Data excerpts
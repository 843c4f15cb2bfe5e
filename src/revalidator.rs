//! Periodic revalidation of observed keys.
//!
//! While subscribers are watching a key, its data should not silently age out. The
//! revalidator wakes up every `background_refetch_interval_ms` and asks the engine to
//! silently refetch every subscribed key that is no longer fresh.

use serde::{Serialize, de::DeserializeOwned};
use std::sync::{Mutex, MutexGuard};
use std::time::Duration;
use tokio::task::JoinHandle;

use crate::engine::SwrEngine;

/// Owns the background task. Dropping it stops the task.
#[derive(Default)]
pub struct BackgroundRevalidator {
    task: Mutex<Option<JoinHandle<()>>>,
}

impl BackgroundRevalidator {
    pub fn new() -> Self {
        BackgroundRevalidator {
            task: Mutex::new(None),
        }
    }

    fn task(&self) -> MutexGuard<'_, Option<JoinHandle<()>>> {
        self.task.lock().unwrap_or_else(|poisoned| poisoned.into_inner())
    }

    /// Start revalidating `engine` at its configured interval, replacing any running task.
    ///
    /// Returns `false` and leaves nothing running if the interval is disabled. The task
    /// holds only a weak handle and ends on its own once the engine is dropped.
    pub fn start<T>(&self, engine: &SwrEngine<T>) -> bool
    where
        T: Clone + Send + Sync + Serialize + DeserializeOwned + 'static,
    {
        let Some(interval) = engine.config().background_refetch_interval() else {
            self.stop();
            tracing::debug!(
                "Background revalidation disabled: namespace={}",
                engine.namespace()
            );
            return false;
        };

        let mut task = self.task();
        if let Some(previous) = task.take() {
            previous.abort();
        }
        *task = Some(spawn_revalidation_task(engine, interval));
        true
    }

    pub fn stop(&self) {
        if let Some(handle) = self.task().take() {
            handle.abort();
        }
    }

    pub fn is_running(&self) -> bool {
        self.task().as_ref().is_some_and(|handle| !handle.is_finished())
    }
}

impl Drop for BackgroundRevalidator {
    fn drop(&mut self) {
        self.stop();
    }
}

fn spawn_revalidation_task<T>(engine: &SwrEngine<T>, interval: Duration) -> JoinHandle<()>
where
    T: Clone + Send + Sync + Serialize + DeserializeOwned + 'static,
{
    let weak = engine.downgrade();
    let namespace = engine.namespace().to_string();

    tokio::spawn(async move {
        tracing::info!(
            "Starting background revalidation: namespace={}, interval={:?}",
            namespace,
            interval
        );

        loop {
            tokio::time::sleep(interval).await;

            let Some(engine) = weak.upgrade() else {
                tracing::debug!("Engine dropped, stopping revalidation: namespace={}", namespace);
                break;
            };

            let started = engine.revalidate_observed().await;
            if started == 0 {
                tracing::trace!("Nothing to revalidate: namespace={}", namespace);
            }
        }
    })
}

* **EXERCISE GOAL**:
Beginning at the line with "if let Some(previous)" and stopping after the line with "let started = engine.revalidate_observed().await;", please write out every line of the data above exactly and nothing else.

* **ANSWER TO THIS PROBLEM**:
        if let Some(previous) = task.take() {
            previous.abort();
        }
        *task = Some(spawn_revalidation_task(engine, interval));
        true
    }

    pub fn stop(&self) {
        if let Some(handle) = self.task().take() {
            handle.abort();
        }
    }

    pub fn is_running(&self) -> bool {
        self.task().as_ref().is_some_and(|handle| !handle.is_finished())
    }
}

impl Drop for BackgroundRevalidator {
    fn drop(&mut self) {
        self.stop();
    }
}

fn spawn_revalidation_task<T>(engine: &SwrEngine<T>, interval: Duration) -> JoinHandle<()>
where
    T: Clone + Send + Sync + Serialize + DeserializeOwned + 'static,
{
    let weak = engine.downgrade();
    let namespace = engine.namespace().to_string();

    tokio::spawn(async move {
        tracing::info!(
            "Starting background revalidation: namespace={}, interval={:?}",
            namespace,
            interval
        );

        loop {
            tokio::time::sleep(interval).await;

            let Some(engine) = weak.upgrade() else {
                tracing::debug!("Engine dropped, stopping revalidation: namespace={}", namespace);
                break;
            };

            let started = engine.revalidate_observed().await;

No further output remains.